Fraction equivalence is transitive in localizations (general non-domain case)

Question

Let $A$ be a ring (commutative with $1$), let $S$ be a multiplicatively closed subset of $A$, i.e $S$ is contained in $A$ , $1\in S$ and $a,b\in S$ implies $ab\in S$, for every $a,b\in A$. Consider the following relation defined in $A\times S$: $$(a,s)\equiv(b,t) \iff \exists u\in S:u(at-bs)=0$$ I proved this relation to be reflexive and symmetric, but i have difficulties in proving its transitivity.
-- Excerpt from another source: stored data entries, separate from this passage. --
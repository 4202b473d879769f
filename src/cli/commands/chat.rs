//! Interactive chat command.

use super::with_provider;
use crate::cli::preflight::{self, Operation};
use crate::cli::Output;
use crate::config::Settings;
use crate::rag::RagEngine;
use anyhow::Result;
use console::style;
use std::io::{self, BufRead, Write};

/// Run the interactive chat command.
pub async fn run_chat(provider: Option<&str>, settings: Settings) -> Result<()> {
    let settings = with_provider(settings, provider)?;

    if let Err(e) = preflight::check(Operation::Ask, &settings) {
        Output::error(&format!("{}", e));
        Output::info("Run 'coursemate config path' to find the config file.");
        return Err(e.into());
    }

    let mut engine = RagEngine::from_settings(&settings)?;

    println!("\n{}", style("Coursemate Chat").bold().cyan());
    println!(
        "{}\n",
        style("Ask about your courses, or 'exit' to quit. Use 'clear' to reset conversation.").dim()
    );

    let stdin = io::stdin();
    let mut stdout = io::stdout();

    loop {
        print!("{} ", style("You:").green().bold());
        stdout.flush()?;

        let mut input = String::new();
        if stdin.lock().read_line(&mut input)? == 0 {
            break;
        }

        let input = input.trim();

        if input.is_empty() {
            continue;
        }

        if input.eq_ignore_ascii_case("exit") || input.eq_ignore_ascii_case("quit") {
            Output::info("Goodbye!");
            break;
        }

        if input.eq_ignore_ascii_case("clear") {
            engine.clear_history();
            Output::info("Conversation history cleared.");
            continue;
        }

        let spinner = Output::spinner("Thinking...");
        let answer = engine.chat(input).await;
        spinner.finish_and_clear();

        print!("{}", style("Coursemate:").cyan().bold());
        Output::answer(&answer);
    }

    Ok(())
}
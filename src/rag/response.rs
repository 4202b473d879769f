//! Per-request answering with source tracking.

use crate::catalog::{CourseStore, MemoryCourseStore};
use crate::config::{Settings, ToolSettings};
use crate::error::Result;
use crate::orchestrator::Orchestrator;
use crate::session::ConversationHistory;
use crate::tools::{CourseOutlineTool, CourseSearchTool, Source, ToolRegistry};
use std::sync::Arc;
use tracing::{debug, info, instrument};

/// Registry with the course search and outline tools over `store`.
pub fn course_tools(store: Arc<dyn CourseStore>, settings: &ToolSettings) -> Result<ToolRegistry> {
    let mut registry = ToolRegistry::new().with_timeout(settings.timeout());
    registry.register(Arc::new(
        CourseSearchTool::new(store.clone()).with_max_results(settings.max_results),
    ))?;
    registry.register(Arc::new(CourseOutlineTool::new(store)))?;
    Ok(registry)
}

/// Question answering engine over the course tools.
pub struct RagEngine {
    orchestrator: Orchestrator,
    registry: ToolRegistry,
    history: ConversationHistory,
}

impl RagEngine {
    pub fn new(orchestrator: Orchestrator, registry: ToolRegistry) -> Self {
        Self {
            orchestrator,
            registry,
            history: ConversationHistory::new(2),
        }
    }

    /// Set how many exchanges [`RagEngine::chat`] keeps.
    pub fn with_history_limit(mut self, max_exchanges: usize) -> Self {
        self.history = ConversationHistory::new(max_exchanges);
        self
    }

    /// Build an engine from settings: catalog, tools and the active provider.
    pub fn from_settings(settings: &Settings) -> Result<Self> {
        let store = Arc::new(MemoryCourseStore::load(&settings.catalog_path())?);
        let registry = course_tools(store, &settings.tools)?;
        let orchestrator = Orchestrator::from_settings(settings)?;

        Ok(Self::new(orchestrator, registry).with_history_limit(settings.conversation.max_history))
    }

    pub fn history(&self) -> &ConversationHistory {
        &self.history
    }

    /// Answer one question, optionally with rendered prior conversation.
    #[instrument(skip(self, history), fields(question = %question))]
    pub async fn ask(&self, question: &str, history: Option<&str>) -> Answer {
        info!("Processing question: {}", question);

        let tools = self.registry.tool_definitions();
        let registry = (!self.registry.is_empty()).then_some(&self.registry);
        let outcome = self.orchestrator.respond(question, history, &tools, registry).await;
        debug!("Answered with {} sources", outcome.sources.len());

        Answer {
            text: outcome.text,
            sources: outcome.sources,
        }
    }

    /// Answer a message in the ongoing conversation and remember the exchange.
    pub async fn chat(&mut self, message: &str) -> Answer {
        let history = self.history.render();
        let answer = self.ask(message, history.as_deref()).await;
        self.history.add_exchange(message, &answer.text);
        answer
    }

    /// Clear conversation history.
    pub fn clear_history(&mut self) {
        self.history.clear();
    }
}

/// An answer with the sources cited while producing it.
#[derive(Debug, Clone, PartialEq)]
pub struct Answer {
    pub text: String,
    pub sources: Vec<Source>,
}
Can someone suggest me a trick?

Answer 1

Let $(a,s),(b,t),(c,u)$ and $x, y$ be such that $(a,s)\equiv (b,t)\pmod S$, and $(b,t)\equiv(c,u)\pmod S$, that is to say,
\begin{align} x(at-bs)=0,\\ y(bu-ct)=0 \end{align} Now multiply the first equation by $uy$ and the second by $sx$, to obtain:
$$xy(aut-bus)=0,$$ $$xy(bus-sct)=0.$$
Add the two equations together and you will find what you want.

The following is what you will have when adding two equations together: $xyt(au-cs)=0$, which means that $(a,s)\equiv(c,u)\pmod S$, hence the transitivity follows at once.